Experimental Characterization, Constitutive Modeling and Computational Simulations of Gel-like materials

Mahmood Jabareen, Technion - Israel Institute of Technology
Roozbeh Dargazany, Michigan State University, East Lansing

Nano-reinforced gels are important subcategory of soft matters with a wide range of technological applications from defense to biology. Hydrogels have received much attention as an innovative material in view of their high-water content which allows them to act as scaffold for cell growth and their high mechanical strength and toughness. Reinforced gels can be made with mechanical performance close to those of filled rubbers. They may appear as structural and shielding materials, packing foams and adhesives, detergents and cosmetics, paints, food additives, lubricants and fuel additives, etc. In addition, they can be used as a surrogate for biological tissues.

In spite of the various forms of these materials, many of their properties have common physicochemical origins, such as a large number of internal degrees of freedom, weak interactions between structural elements, and a delicate balance between entropic and enthalpic contributions to the free energy. These properties lead to large thermal fluctuations, a wide variety of forms, sensitivity of equilibrium structures to external conditions, macroscopic softness, and metastable states.

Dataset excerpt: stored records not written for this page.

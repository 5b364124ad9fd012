//! Shard Management
//!
//! - `manager`: clustered shard manager (creation, selection, replica fan-out)
//! - `standalone`: embedded single-node variant with its own GC trigger
//! - `cache`: bounded shard set cache owned by the manager
//!
//! Callers write through [`ShardWriter`] and pick the variant at startup.

pub mod cache;
pub mod manager;
pub mod standalone;

pub use cache::ShardCache;
pub use manager::{Fanout, KbShardManager, ReplicaOutcome};
pub use standalone::StandaloneShardManager;

use crate::observability::errors;
use async_trait::async_trait;
use shardplane_core::{ClusterError, LogicalShard, Resource, ShardCounter};

#[async_trait]
pub trait ShardWriter: Send + Sync {
    /// The manager providing shard metadata for this writer
    fn manager(&self) -> &KbShardManager;

    /// Index `resource` into every replica of `shard`.
    ///
    /// `txid == -1` marks a write without an originating transaction; it is
    /// stored as a reindex and gets a fresh `reindex_id` when none is given.
    async fn add_resource(
        &self,
        shard: &LogicalShard,
        resource: &Resource,
        txid: i64,
        partition: Option<&str>,
        kb: &str,
        reindex_id: Option<&str>,
    ) -> Result<Option<ShardCounter>, ClusterError>;

    async fn delete_resource(
        &self,
        shard: &LogicalShard,
        uuid: &str,
        txid: i64,
        partition: Option<&str>,
        kb: &str,
    ) -> Result<(), ClusterError>;

    /// Write into the active shard of `kbid`, rolling over to a new shard
    /// when the returned counter crosses a threshold.
    async fn index_resource(
        &self,
        kbid: &str,
        resource: &Resource,
        txid: i64,
        partition: Option<&str>,
    ) -> Result<Option<ShardCounter>, ClusterError> {
        let shard = self.manager().active_shard(kbid).await?;
        let counter = self
            .add_resource(&shard, resource, txid, partition, kbid, None)
            .await?;
        if let Some(counter) = &counter {
            if let Err(e) = self
                .manager()
                .maybe_create_new_shard(kbid, counter.paragraphs, counter.fields)
                .await
            {
                errors::capture("maybe_create_new_shard", kbid, &e);
            }
        }
        Ok(counter)
    }
}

Hence, there is a high demand on optimizing the future development of gels with regard to weight, size, performance and efficiency, whereas these requirements are not easy to achieve, because the mechanical properties depend on a sum of process-oriented influences as e.g. the choice of the mixture and its production process. Although the chemical structure of gels is well known, the physical interpretation and its transfer into a continuum mechanical framework are still challenging, if not partially impossible. And at least the common idealization of hyperelastic material behaviour lacks due to the nowadays usage of nano-fillers to reinforce the mechanical properties. Hence, in the stress-strain response these materials show an explicit hysteresis combined with strong irreversible strains. Due to the complex physical mechanisms on micro scale (like interactions in a double network hydrogel), main characteristics of the macromechanical behaviour are described phenomenologically. This proceeding leads to restrictions regarding the reliability of the material model, since typical homogeneous experiments cover only a small part of the deformations states and the accordingly material response.

In this context we aim to organize a symposium presenting the current research progress in charachterization, modeling and simulation of the complex material behaviour of nano-reinforced gels.